We also found some limitations in the scale properties of the NEI-VFQ-25. First, we could not determine the internal reliability of several scales, because the scales consisted of only one item. These items include Peripheral Vision, Color Vision, General Health, and General Vision. Although we may explore the validity of these scales, there is no way to determine internal consistency, because there are no other items measuring a similar variable with which to compare. These items should probably not be classified as scales.
Second, the nature of the response to items differed, with some responses being "amount of difficulty," some being "amount of truth," and others being "amount of time." Combining such disparate responses into an overall score assumes some underlying rationale for equivalencies of these responses, which is unknown and likely not valid.19 It is for this reason that we chose to work only within the scales and across the scales without presuming a summary score of all the scales (overall score). This issue also presents a problem in the mental health scale, where one of the four items is a "how often" question, whereas the other items were "amount true" items.

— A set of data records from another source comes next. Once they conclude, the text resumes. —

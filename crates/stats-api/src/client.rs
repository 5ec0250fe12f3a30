use crate::config::StatsApiConfig;
use crate::errors::{StatsApiError, StatsResult};
use crate::model::{GameLog, RosterResponse, Schedule, TeamsResponse};
use reqwest::header::{HeaderMap, HeaderValue, ACCEPT};
use reqwest::Client;
use serde::de::DeserializeOwned;
use serde_json::Value as JsonValue;
use tracing::debug;
use url::Url;

/// Read-only client for the statistics API. Cheap to clone; clones share the
/// underlying connection pool.
#[derive(Debug, Clone)]
pub struct StatsClient {
    client: Client,
    base: Url,
    sport_id: u32,
}

impl StatsClient {
    pub fn new(config: &StatsApiConfig) -> StatsResult<Self> {
        let base = Url::parse(config.base_url.trim_end_matches('/')).map_err(|err| {
            StatsApiError::InvalidArg(format!("invalid base url {}: {err}", config.base_url))
        })?;

        // Accept-Encoding is left to reqwest so gzip bodies are decoded transparently.
        let mut headers = HeaderMap::new();
        headers.insert(ACCEPT, HeaderValue::from_static("application/json"));

        let client = Client::builder()
            .timeout(config.timeout())
            .user_agent(config.user_agent.clone())
            .default_headers(headers)
            .build()
            .map_err(|err| {
                StatsApiError::InvalidArg(format!("failed to build HTTP client: {err}"))
            })?;

        Ok(Self {
            client,
            base,
            sport_id: config.sport_id,
        })
    }

    pub fn base_url(&self) -> &Url {
        &self.base
    }

    /// Season schedule for one team, hydrated with team names.
    pub async fn schedule(&self, team_id: u64, season: &str) -> StatsResult<Schedule> {
        let query = [
            ("sportId", self.sport_id.to_string()),
            ("teamId", team_id.to_string()),
            ("season", season.to_string()),
            ("hydrate", "team".to_string()),
        ];
        self.get("/v1/schedule", &query).await
    }

    /// Per-game log for a player, hydrated with the game reference.
    pub async fn player_game_log(
        &self,
        person_id: u64,
        season: Option<&str>,
    ) -> StatsResult<GameLog> {
        let mut query = vec![
            ("stats", "gameLog".to_string()),
            ("hydrate", "game".to_string()),
        ];
        if let Some(season) = season {
            query.push(("season", season.to_string()));
        }
        self.get(&format!("/v1/people/{person_id}/stats"), &query)
            .await
    }

    /// Ordered timecodes of every recorded state change, oldest first.
    pub async fn timecodes(&self, game_pk: u64) -> StatsResult<Vec<String>> {
        self.get(&format!("/v1.1/game/{game_pk}/feed/live/timestamps"), &[])
            .await
    }

    /// Full live-feed document, optionally pinned to a timecode.
    pub async fn live_feed(&self, game_pk: u64, timecode: Option<&str>) -> StatsResult<JsonValue> {
        let query: Vec<(&str, String)> = timecode
            .map(|tc| vec![("timecode", tc.to_string())])
            .unwrap_or_default();
        self.get(&format!("/v1.1/game/{game_pk}/feed/live"), &query)
            .await
    }

    pub async fn game_content(&self, game_pk: u64) -> StatsResult<JsonValue> {
        self.get(&format!("/v1/game/{game_pk}/content"), &[]).await
    }

    pub async fn team(&self, team_id: u64) -> StatsResult<TeamsResponse> {
        self.get(&format!("/v1/teams/{team_id}"), &[]).await
    }

    pub async fn team_coaches(&self, team_id: u64) -> StatsResult<RosterResponse> {
        self.get(&format!("/v1/teams/{team_id}/coaches"), &[]).await
    }

    fn endpoint(&self, path: &str, query: &[(&str, String)]) -> StatsResult<Url> {
        let raw = format!("{}{}", self.base.as_str().trim_end_matches('/'), path);
        let mut url = Url::parse(&raw)
            .map_err(|err| StatsApiError::InvalidArg(format!("invalid endpoint {raw}: {err}")))?;
        if !query.is_empty() {
            let mut pairs = url.query_pairs_mut();
            for (key, value) in query {
                pairs.append_pair(key, value);
            }
        }
        Ok(url)
    }

    async fn get<T: DeserializeOwned>(&self, path: &str, query: &[(&str, String)]) -> StatsResult<T> {
        let url = self.endpoint(path, query)?;
        debug!(target: "stats_api", url = %url, "GET");

        let response = self
            .client
            .get(url.clone())
            .send()
            .await
            .map_err(|source| StatsApiError::Network {
                url: url.to_string(),
                source,
            })?;

        let status = response.status();
        if !status.is_success() {
            let body = response
                .text()
                .await
                .unwrap_or_else(|_| "<response unavailable>".to_string());
            return Err(StatsApiError::Status {
                url: url.to_string(),
                status: status.as_u16(),
                body,
            });
        }

        let bytes = response
            .bytes()
            .await
            .map_err(|source| StatsApiError::Network {
                url: url.to_string(),
                source,
            })?;
        serde_json::from_slice(&bytes).map_err(|source| StatsApiError::Decode {
            url: url.to_string(),
            source,
        })
    }
}
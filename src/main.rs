#[tokio::main]
async fn main() -> anyhow::Result<()> {
    diamond_digest::cli::app::run().await
}
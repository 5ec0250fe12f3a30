use anyhow::Result;
use clap::{Args, Subcommand};

use super::context::CliContext;
use super::output::{emit, OutputFormat};
use crate::config::validate_file;

#[derive(Args, Clone, Debug)]
pub struct ConfigArgs {
    #[command(subcommand)]
    pub action: ConfigAction,
}

#[derive(Subcommand, Clone, Debug)]
pub enum ConfigAction {
    /// Show the effective configuration
    Show,

    /// Validate the configuration file
    Validate,
}

pub fn cmd_config(args: ConfigArgs, ctx: &CliContext, output: OutputFormat) -> Result<()> {
    let path = ctx.config_path();
    match args.action {
        ConfigAction::Show => {
            let mut shown = ctx.config().clone();
            if shown.summary.api_key.is_some() {
                shown.summary.api_key = Some(REDACTED.to_string());
            }
            if shown.notify.bearer_token.is_some() {
                shown.notify.bearer_token = Some(REDACTED.to_string());
            }
            emit(output, &shown, |config| {
                println!("# effective configuration (file: {})", path.display());
                match serde_yaml::to_string(config) {
                    Ok(yaml) => print!("{yaml}"),
                    Err(err) => println!("# failed to render: {err}"),
                }
            })?;
        }
        ConfigAction::Validate => {
            if path.exists() {
                validate_file(path)?;
                println!("Configuration file {} is valid", path.display());
            } else {
                println!(
                    "No configuration file at {}; defaults are valid",
                    path.display()
                );
            }
        }
    }
    Ok(())
}

const REDACTED: &str = "<redacted>";
use thiserror::Error;

#[derive(Debug, Error)]
pub enum StatsApiError {
    #[error("invalid argument: {0}")]
    InvalidArg(String),
    #[error("request to {url} failed: {source}")]
    Network {
        url: String,
        #[source]
        source: reqwest::Error,
    },
    #[error("{url} returned {status}: {body}")]
    Status {
        url: String,
        status: u16,
        body: String,
    },
    #[error("failed to decode response from {url}: {source}")]
    Decode {
        url: String,
        #[source]
        source: serde_json::Error,
    },
}

impl StatsApiError {
    pub fn url(&self) -> Option<&str> {
        match self {
            StatsApiError::InvalidArg(_) => None,
            StatsApiError::Network { url, .. }
            | StatsApiError::Status { url, .. }
            | StatsApiError::Decode { url, .. } => Some(url),
        }
    }
}

pub type StatsResult<T> = Result<T, StatsApiError>;
use crate::model::{GameContext, GameReference, Recap, TeamSummary};
use serde_json::Value as JsonValue;

/// Pulls the editorial recap out of a game-content document.
pub fn project_recap(content: &JsonValue) -> Recap {
    let recap = content
        .get("editorial")
        .and_then(|v| v.get("recap"))
        .and_then(|v| v.get("mlb"));

    let Some(recap) = recap else {
        return Recap::default();
    };

    Recap {
        headline: recap
            .get("headline")
            .and_then(JsonValue::as_str)
            .map(str::to_string),
        body: recap
            .get("body")
            .and_then(JsonValue::as_str)
            .map(str::to_string),
        image_url: recap
            .get("image")
            .and_then(|v| v.get("cuts"))
            .and_then(JsonValue::as_array)
            .and_then(|cuts| cuts.first())
            .and_then(|cut| cut.get("src"))
            .and_then(JsonValue::as_str)
            .map(str::to_string),
    }
}

pub fn build_context(game: GameReference, team: Option<TeamSummary>, content: &JsonValue) -> GameContext {
    GameContext {
        game,
        team,
        recap: project_recap(content),
    }
}

#[cfg(test)]
mod tests {
    use super::*;
    use serde_json::json;

    #[test]
    fn recap_reads_headline_body_and_first_cut() {
        let content = json!({"editorial": {"recap": {"mlb": {
            "headline": "A's walk it off",
            "body": "Long story.",
            "image": {"cuts": [{"src": "https://img/1.jpg"}, {"src": "https://img/2.jpg"}]}
        }}}});
        let recap = project_recap(&content);
        assert_eq!(recap.headline.as_deref(), Some("A's walk it off"));
        assert_eq!(recap.body.as_deref(), Some("Long story."));
        assert_eq!(recap.image_url.as_deref(), Some("https://img/1.jpg"));
    }

    #[test]
    fn missing_recap_is_empty() {
        assert_eq!(project_recap(&json!({"editorial": {}})), Recap::default());
        assert_eq!(
            project_recap(&json!({"editorial": {"recap": {"mlb": {"image": {"cuts": []}}}}})),
            Recap::default()
        );
    }
}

Third, some of the itemscale scores correlated better with other scales than the scales to which they were assigned. This was especially true for Social Function scale, which has a higher correlation with "going to see movies, etc." than with items in the scale. The Mental Health scale was highly correlated with items from the Dependency and Role Function scales, suggesting that the Mental Health scale might be absorbed, rather than be a scale unto itself. The high correlation may also be attributed to the scale construct: both Mental Health and Dependency items use "amount true" type response constructs.
Differences in response between the Spanish and English translations of the home questionnaire are not likely due to differences in translation, given our rigorous methods of translating and back-translating the questions. Also, we found that the majority of scales showed no differences in reporting between the Spanish and English versions in the subset of participants who had interviewers administering large numbers of both versions. A possible explanation for the differences we did find is that those who selected the Spanish version were inherently different from those who selected the English version, even after accounting for a measurement of "acculturation." Because most of those who exclusively chose the Spanish version resided in Nogales, compared with Tucson, we cannot rule out an effect of living in a border community with strong cultural ties to Mexico.
It is important to note that we only performed certain analyses of the psychometric properties of this instrument. Reliability was only assessed as internal consistency and itemscale correlation. Also, we examined the validity of the instrument in relation to visual acuity loss only and to no other measure of visual loss. Clearly, visual loss may have multiple dimensions, such as loss of contrast sensitivity, peripheral field, stereo acuity, and other measures, some of which may be more closely correlated with decrements in the selfreported scores. However, our intent was to show general validity, which was demonstrated with the decrements in acuity.
We collected information on the existence of diabetes and high blood pressure, which we found were associated with scale score, diabetes more so than high blood pressure. However, other co-morbidity information was not collected and was most likely absorbed in the age and possibly income variables. Therefore, further refinement by consideration of other co-morbid conditions is warranted. Finally, this study presents results of the NEI-VFQ-25 performance in a population-based study consisting of Mexican Americans; we realize that different responses and interpretations of the questions may occur in other population groups with a different cultural framework. It is important that such studies be carried out to show the utility of the NEI-VFQ in heterogeneous populations.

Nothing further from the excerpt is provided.